Определим точечные заряды на атомах этана.
Для этого воспользуемся набором скриптов RED на perl.
С помощью babel сделаем pdb файл этана из результатов оптимизации из предыдущего практикума.
Добавим путь к скриптам в системный путь:
export PATH=${PATH}:/home/preps/golovin/progs/bin
Теперь с помощью скрипта Ante_RED.pl подготовим pdb файл:
Ante_RED.pl et.pdb
Переименуем p2n файл в Mol_red1.p2n и запустим RED:
RED-vIII.4.pl
По окончании работы программы находим файл Mol_m1-o1.mol2
с координатами атомов и зарядами.
Создадим файл с именем et.top описания молекулы в формате пакета программ GROMACS.
Единица измерения расстояния в GROMACS - нанометр.
Сначала задаём некоторые правила: [ defaults ].
Задаём типы атомов и параметры для функции Ленорда-Джонса - [ atomtypes ].
Будем считать, что в случае этана Ван-дер-Ваальсовое взаимодействие между атомами
углерода разных молекул минимально, так как углероды почти полностью экранированы
атомами водорода. Поэтому поставим для углерода некоторые параметры.
Ван-дер-Ваальсовый радиус водорода, т.е. сигма, нам известен - 120 pm
(webelements.com).
Итак у нас получилось, что в этом разделе всего одна переменная - это epsilon для водорода.
Дальше переходим непосредственно к описанию молекулы - [ moleculetype ].
Здесь описываем имя и указываем, что соседи через три связи не учитываются при
расчете Ван-дер-Ваальсовых взаимодействий. Это верно, так как мы включаем
это взаимодействие в торсионные углы.
Добавим атомы этана - [ atoms ].
Переходим к описанию связей - [ bonds ].
Константу жесткости и длину связи берём из предыдущего практикума.
Описание углов - то же самое.
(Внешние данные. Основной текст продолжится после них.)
//! Line marker parsing
//!
//! Preprocessed output interleaves content lines with line markers recording
//! which source file and line the next content line came from. Marker syntax
//! is preprocessor specific, so it is hidden behind [`LineMarkerDialect`].

use regex::Regex;

/// One line of preprocessed output
#[derive(Debug, Clone, PartialEq, Eq)]
pub enum PreprocessedLine<'a> {
    /// The next content line is line `line` of `file`
    Marker { file: String, line: u32 },
    /// A content line, exactly as emitted
    Content(&'a str),
}

/// Marker syntax of a particular preprocessor
pub trait LineMarkerDialect {
    /// Classify one line of output (without its trailing newline)
    fn parse<'a>(&self, line: &'a str) -> PreprocessedLine<'a>;

    /// Dialect name for diagnostics
    fn name(&self) -> &str;
}

/// GNU-style markers: `# 12 "path/to/file.h" 1 3`
///
/// The `#line 12 "file"` spelling is accepted as well. Trailing flags are
/// ignored.
pub struct GnuLineMarkers {
    marker: Regex,
}

impl GnuLineMarkers {
    pub fn new() -> Self {
        Self {
            marker: Regex::new(r#"^#(?:line)? (\d+) "((?:[^"\\]|\\.)*)""#).unwrap(),
        }
    }
}

impl Default for GnuLineMarkers {
    fn default() -> Self {
        Self::new()
    }
}

impl LineMarkerDialect for GnuLineMarkers {
    fn parse<'a>(&self, line: &'a str) -> PreprocessedLine<'a> {
        if let Some(caps) = self.marker.captures(line) {
            if let Ok(number) = caps[1].parse::<u32>() {
                return PreprocessedLine::Marker {
                    file: unescape(&caps[2]),
                    line: number,
                };
            }
        }
        PreprocessedLine::Content(line)
    }

    fn name(&self) -> &str {
        "gnu"
    }
}

/// Undo the backslash escaping GNU cpp applies to file names
fn unescape(name: &str) -> String {
    let mut out = String::with_capacity(name.len());
    let mut chars = name.chars();
    while let Some(c) = chars.next() {
        if c == '\\' {
            if let Some(next) = chars.next() {
                out.push(next);
                continue;
            }
        }
        out.push(c);
    }
    out
}
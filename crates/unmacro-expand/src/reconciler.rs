//! Line reconciliation
//!
//! Rewrites each eligible source file so every line holds the text the
//! preprocessor produced for it. Directive lines are passed through (minus
//! comments) so the file still preprocesses the same way; lines whose
//! expansion differs between inclusion sites keep their original text.
//!
//! Comment stripping inside directives is textual and does not understand
//! string literals. A directive such as `#define URL "http://x"` is cut at
//! the `//`; the verifier reports the resulting difference.

use crate::expansion::{LineInfo, SourceFileInfo, SourceFiles};
use crate::report::{ExpansionReport, RewriteWarning, SkipReason, SkippedFile, WarningKind};
use crate::split_lines;
use regex::Regex;
use std::fs;
use std::path::{Path, PathBuf};
use tracing::{debug, info, warn};
use unmacro_core::{backup_path, with_suffix, Artifact, Error, FileLinePosition, Result};

/// Suffix of the staging file new content is written to before the swap
const STAGING_SUFFIX: &str = ".em-new";

/// New content for one source file
#[derive(Debug, Clone, PartialEq, Eq)]
pub struct RewrittenFile {
    pub text: String,
    pub warnings: Vec<RewriteWarning>,
}

/// Rewrites source files from the scanned expansion table
pub struct LineReconciler {
    base_dir: PathBuf,
    block_comment: Regex,
    continuation: Regex,
}

impl LineReconciler {
    /// Create a reconciler rewriting files below `base_dir`
    pub fn new(base_dir: &Path) -> Result<Self> {
        let base_dir = base_dir
            .canonicalize()
            .map_err(|_| Error::FileNotFound(base_dir.display().to_string()))?;

        Ok(Self {
            base_dir,
            block_comment: Regex::new(r"/\*.*?\*/").unwrap(),
            continuation: Regex::new(r"\\\s*$").unwrap(),
        })
    }

    /// Canonical base directory
    pub fn base_dir(&self) -> &Path {
        &self.base_dir
    }

    /// Why `path` must not be rewritten, if it must not
    pub fn skip_reason(&self, path: &Path) -> Option<SkipReason> {
        if !path.is_absolute() || !path.starts_with(&self.base_dir) || path == self.base_dir {
            return Some(SkipReason::OutsideBaseDir);
        }
        if Artifact::is_synthetic_source(path) {
            return Some(SkipReason::SyntheticUnit);
        }
        if !path.is_file() {
            return Some(SkipReason::Missing);
        }
        None
    }

    /// Remove `/* ... */` comments, then cut at the first remaining `//` or `/*`
    pub fn strip_directive_comments(&self, line: &str) -> String {
        let stripped = self.block_comment.replace_all(line, "");
        let cut = [stripped.find("//"), stripped.find("/*")]
            .into_iter()
            .flatten()
            .min();
        match cut {
            Some(at) => stripped[..at].to_string(),
            None => stripped.into_owned(),
        }
    }

    /// Compute the new content of `path` from its original text
    pub fn rewrite_lines(&self, path: &Path, original: &str, info: &SourceFileInfo) -> RewrittenFile {
        let mut text = String::with_capacity(original.len());
        let mut warnings = Vec::new();
        let mut in_directive = false;

        for (index, line) in split_lines(original).enumerate() {
            let lineno = index as u32 + 1;
            let location = FileLinePosition::new(path, lineno);
            let expansions = info.line(lineno).map(LineInfo::expansions).unwrap_or(&[]);

            if !in_directive && line.trim_start().starts_with('#') {
                in_directive = true;
            }

            if in_directive {
                if let Some(first) = expansions.first() {
                    let message = format!(
                        "in a preprocessor directive but had a non-blank expansion: {:?} at {}",
                        first.text,
                        describe_first(first.first_location())
                    );
                    warn!("{}: {}", location, message);
                    warnings.push(RewriteWarning {
                        kind: WarningKind::DirectiveExpansion,
                        location,
                        message,
                    });
                }
                text.push_str(&self.strip_directive_comments(line));
                if !self.continuation.is_match(line) {
                    in_directive = false;
                }
            } else {
                match expansions {
                    // Never reached, or only ever preprocessed away.
                    [] => {}
                    [only] => text.push_str(&only.text),
                    [first, second, ..] => {
                        let message = format!(
                            "had several different expansions, including {:?} at {} and {:?} at {}; keeping original content",
                            first.text,
                            describe_first(first.first_location()),
                            second.text,
                            describe_first(second.first_location())
                        );
                        warn!("{}: {}", location, message);
                        warnings.push(RewriteWarning {
                            kind: WarningKind::AmbiguousExpansion,
                            location,
                            message,
                        });
                        text.push_str(line);
                    }
                }
            }
            text.push('\n');
        }

        RewrittenFile { text, warnings }
    }

    /// Rewrite one file in place, keeping the original as `<path>.pre-em`
    ///
    /// The new content is staged next to the file and swapped in by rename.
    pub fn reconcile_file(&self, path: &Path, info: &SourceFileInfo) -> Result<RewrittenFile> {
        info!("Updating source file {}...", path.display());

        let original = fs::read_to_string(path)?;
        let rewritten = self.rewrite_lines(path, &original, info);

        let staging = with_suffix(path, STAGING_SUFFIX);
        fs::write(&staging, &rewritten.text)?;
        fs::rename(path, backup_path(path))?;
        fs::rename(&staging, path)?;

        Ok(rewritten)
    }

    /// Rewrite every eligible file, recording results in `report`
    ///
    /// Fails before touching anything if an eligible file already has a
    /// backup, since renaming over it would lose the older original.
    pub fn reconcile_all(&self, files: &SourceFiles, report: &mut ExpansionReport) -> Result<()> {
        let mut eligible = Vec::new();

        for (path, info) in files.iter() {
            if info.is_empty() {
                continue;
            }
            match self.skip_reason(path) {
                Some(reason) => {
                    debug!("Not updating {}: {:?}", path.display(), reason);
                    report.skipped.push(SkippedFile {
                        path: path.to_path_buf(),
                        reason,
                    });
                }
                None => eligible.push((path, info)),
            }
        }

        if let Some((path, _)) = eligible.iter().find(|(p, _)| backup_path(p).exists()) {
            return Err(Error::BackupExists(backup_path(path).display().to_string()));
        }

        for (path, info) in eligible {
            let rewritten = self.reconcile_file(path, info)?;
            report.rewritten.push(path.to_path_buf());
            report.warnings.extend(rewritten.warnings);
        }

        Ok(())
    }
}

fn describe_first(location: Option<&FileLinePosition>) -> String {
    location
        .map(|l| l.to_string())
        .unwrap_or_else(|| "<unknown>".to_string())
}
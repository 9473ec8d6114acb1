//! Core type definitions

use serde::{Deserialize, Serialize};
use std::path::{Path, PathBuf};

/// Suffix given to the pre-rewrite copy of a source file
pub const BACKUP_SUFFIX: &str = ".pre-em";

/// Path of the pre-rewrite copy of `source`
pub fn backup_path(source: &Path) -> PathBuf {
    with_suffix(source, BACKUP_SUFFIX)
}

/// `path` with `suffix` appended to its final component
pub fn with_suffix(path: &Path, suffix: &str) -> PathBuf {
    let mut name = path.as_os_str().to_owned();
    name.push(suffix);
    PathBuf::from(name)
}

/// One preprocessing job: a compiler invocation over a single input file
#[derive(Debug, Clone, PartialEq, Eq, Serialize, Deserialize)]
pub struct TranslationUnit {
    /// Compiler executable
    pub program: String,
    /// Compiler arguments, without `-c`, `-o` and the input file
    pub args: Vec<String>,
    /// Directory the compiler runs in
    pub working_dir: PathBuf,
    /// Canonical path of the file being compiled
    pub input: PathBuf,
    /// Distinct key naming this unit's intermediate artifacts
    pub output_key: String,
}

impl TranslationUnit {
    /// Create a translation unit
    pub fn new(
        program: impl Into<String>,
        args: Vec<String>,
        working_dir: impl Into<PathBuf>,
        input: impl Into<PathBuf>,
        output_key: impl Into<String>,
    ) -> Self {
        Self {
            program: program.into(),
            args,
            working_dir: working_dir.into(),
            input: input.into(),
            output_key: output_key.into(),
        }
    }

    /// Path of one of this unit's intermediate artifacts
    ///
    /// Relative keys land in the working directory.
    pub fn artifact_path(&self, artifact: Artifact) -> PathBuf {
        self.working_dir
            .join(format!("{}{}", self.output_key, artifact.suffix()))
    }

    /// Arguments for `<program> -E -o <output> <args...> <input>`
    ///
    /// `input` replaces the unit's own input when given.
    pub fn preprocess_args(&self, output: &Path, input: Option<&Path>) -> Vec<String> {
        let mut args = Vec::with_capacity(self.args.len() + 4);
        args.push("-E".to_string());
        args.push("-o".to_string());
        args.push(output.to_string_lossy().into_owned());
        args.extend(self.args.iter().cloned());
        args.push(input.unwrap_or(self.input.as_path()).to_string_lossy().into_owned());
        args
    }
}

impl std::fmt::Display for TranslationUnit {
    fn fmt(&self, f: &mut std::fmt::Formatter<'_>) -> std::fmt::Result {
        write!(f, "{} [{}]", self.input.display(), self.output_key)
    }
}

/// Intermediate files written next to each translation unit
#[derive(Debug, Clone, Copy, PartialEq, Eq, Hash, Serialize, Deserialize)]
pub enum Artifact {
    /// Preprocessed output of the unmodified input, captured before rewriting
    Baseline,
    /// Synthetic unit forcing includes and undefs before the real input
    SyntheticSource,
    /// Preprocessed output of the synthetic unit
    Customized,
    /// Preprocessed output of the rewritten input
    Verification,
}

impl Artifact {
    /// File name suffix appended to the unit's output key
    pub fn suffix(&self) -> &'static str {
        match self {
            Artifact::Baseline => ".pre-em.i",
            Artifact::SyntheticSource => ".em.c",
            Artifact::Customized => ".em.i",
            Artifact::Verification => ".post-em.i",
        }
    }

    /// Whether a path names a synthetic unit rather than a project source
    pub fn is_synthetic_source(path: &Path) -> bool {
        path.to_string_lossy()
            .ends_with(Artifact::SyntheticSource.suffix())
    }
}
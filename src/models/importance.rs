//! Feature importance scores published alongside the classifier.
//!
//! Display only; the transform never reads them.

use crate::error::{Result, ScoringError};
use serde::{Deserialize, Serialize};

/// Importance of one feature
#[derive(Debug, Clone, PartialEq, Serialize, Deserialize)]
pub struct ImportanceEntry {
    pub feature: String,
    pub importance: f64,
}

/// Feature importance list, highest score first
#[derive(Debug, Clone, Default, Serialize)]
pub struct FeatureImportance {
    entries: Vec<ImportanceEntry>,
}

impl FeatureImportance {
    pub fn new(mut entries: Vec<ImportanceEntry>) -> Self {
        entries.sort_by(|a, b| b.importance.total_cmp(&a.importance));
        Self { entries }
    }

    /// Parse `[{"feature": .., "importance": ..}, ..]`
    pub fn from_json(json: &str) -> Result<Self> {
        let entries: Vec<ImportanceEntry> = serde_json::from_str(json)
            .map_err(|e| ScoringError::Artifact(format!("malformed feature importance: {e}")))?;
        Ok(Self::new(entries))
    }

    pub fn entries(&self) -> &[ImportanceEntry] {
        &self.entries
    }

    pub fn is_empty(&self) -> bool {
        self.entries.is_empty()
    }

    /// Share of the total importance held by each entry
    pub fn normalized(&self) -> Vec<(String, f64)> {
        let total: f64 = self.entries.iter().map(|e| e.importance.max(0.0)).sum();
        self.entries
            .iter()
            .map(|e| {
                let share = if total > 0.0 {
                    e.importance.max(0.0) / total
                } else {
                    0.0
                };
                (e.feature.clone(), share)
            })
            .collect()
    }
}

#[cfg(test)]
mod tests {
    use super::*;

    #[test]
    fn test_sorted_descending() {
        let importance = FeatureImportance::from_json(
            r#"[
                {"feature": "Age", "importance": 0.12},
                {"feature": "Credit amount_log", "importance": 0.21},
                {"feature": "Job", "importance": 0.03}
            ]"#,
        )
        .unwrap();

        let names: Vec<_> = importance.entries().iter().map(|e| e.feature.as_str()).collect();
        assert_eq!(names, ["Credit amount_log", "Age", "Job"]);
    }

    #[test]
    fn test_normalized_shares() {
        let importance = FeatureImportance::new(vec![
            ImportanceEntry {
                feature: "a".to_string(),
                importance: 3.0,
            },
            ImportanceEntry {
                feature: "b".to_string(),
                importance: 1.0,
            },
        ]);

        let shares = importance.normalized();
        assert!((shares[0].1 - 0.75).abs() < 1e-9);
        assert!((shares[1].1 - 0.25).abs() < 1e-9);
        assert!(FeatureImportance::default().normalized().is_empty());
    }

    #[test]
    fn test_malformed_rejected() {
        assert!(FeatureImportance::from_json(r#"{"Age": 0.1}"#).is_err());
    }
}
Силовые константы можно взять из примера:
[ angles ] ; ai aj ak funct phi0 kphi ;around c1 3 1 4 1 109.500 200.400 .............. ;around c2 1 2 6 1 109.500 400.400 6 2 8 1 109.500 200.400 .........
Параметры торсионных углов возьмём из примера:
[ dihedrals ] ; ai aj ak al funct t0 kt mult 3 1 2 6 1 0.0 0.62760 3 3 1 2 7 1 0.0 0.62760 3 .......
Создадим список пар атомов, которые не должны считаться при расчете VdW - [ pairs ].
Особенность расчета 1-4 взаимодействий подразумевает, что в профиле торсионного угла
участвует не только потенциал с cos, но и LJ отталкивание.
Для описания системы -[ System ]- воспользуемся любезно подготовленными г-ном
Головиным координатами с 38 молекулами этана:
[ System ] ; any text here first one [ molecules ] ;Name count et 38
В результате махинаций создали файл et.top.
Промоделируем испарение этана.
Воспользуемся двумя файлами с описаниями системы в газовой фазе с
расстояниями между молекулами порядка 50 ангстрем (box_big.gro)
и в жидкой фазе (box_38.gro).
Наша задача провести короткое моделирование динамики каждой из этих систем о определить
разницу в энергии VdW взаимодействий между системами, сравнить эту разницу с энтальпией
испарения этана. При Т=25 это значение равно 5.4 кДж/моль. Epsilon для водорода, кстати говоря, нам не известна.
Создадим 7 топологий с разными значениями epsilon. Будем использовать скрипт.
Теперь надо провести для каждой системы молекулярную динамику с каждым файлом топологии.
Для этого воспользуемся файлом с настройками для динамики.
Изменим скрипт для расчёта: et1.bash.
На основе полученных txt файлов установим среднее значение
энергии для каждого значения epsilon водорода:
для жидкости
для газа
Значения энергий VdW для газа на 4 порядка меньше, чем для жидкости, а кулоновские взаимодействия
значительно меньше VdW, поэтому при расчёте энтальпии испарения можно пренебречь VdW в
газовой фазе и кулоновскими взаимодействиями. На мой взгляд, для воспроизведения энтальпии
испарения этана epsilon должна находиться в пределах 0.00462 - 0.01562.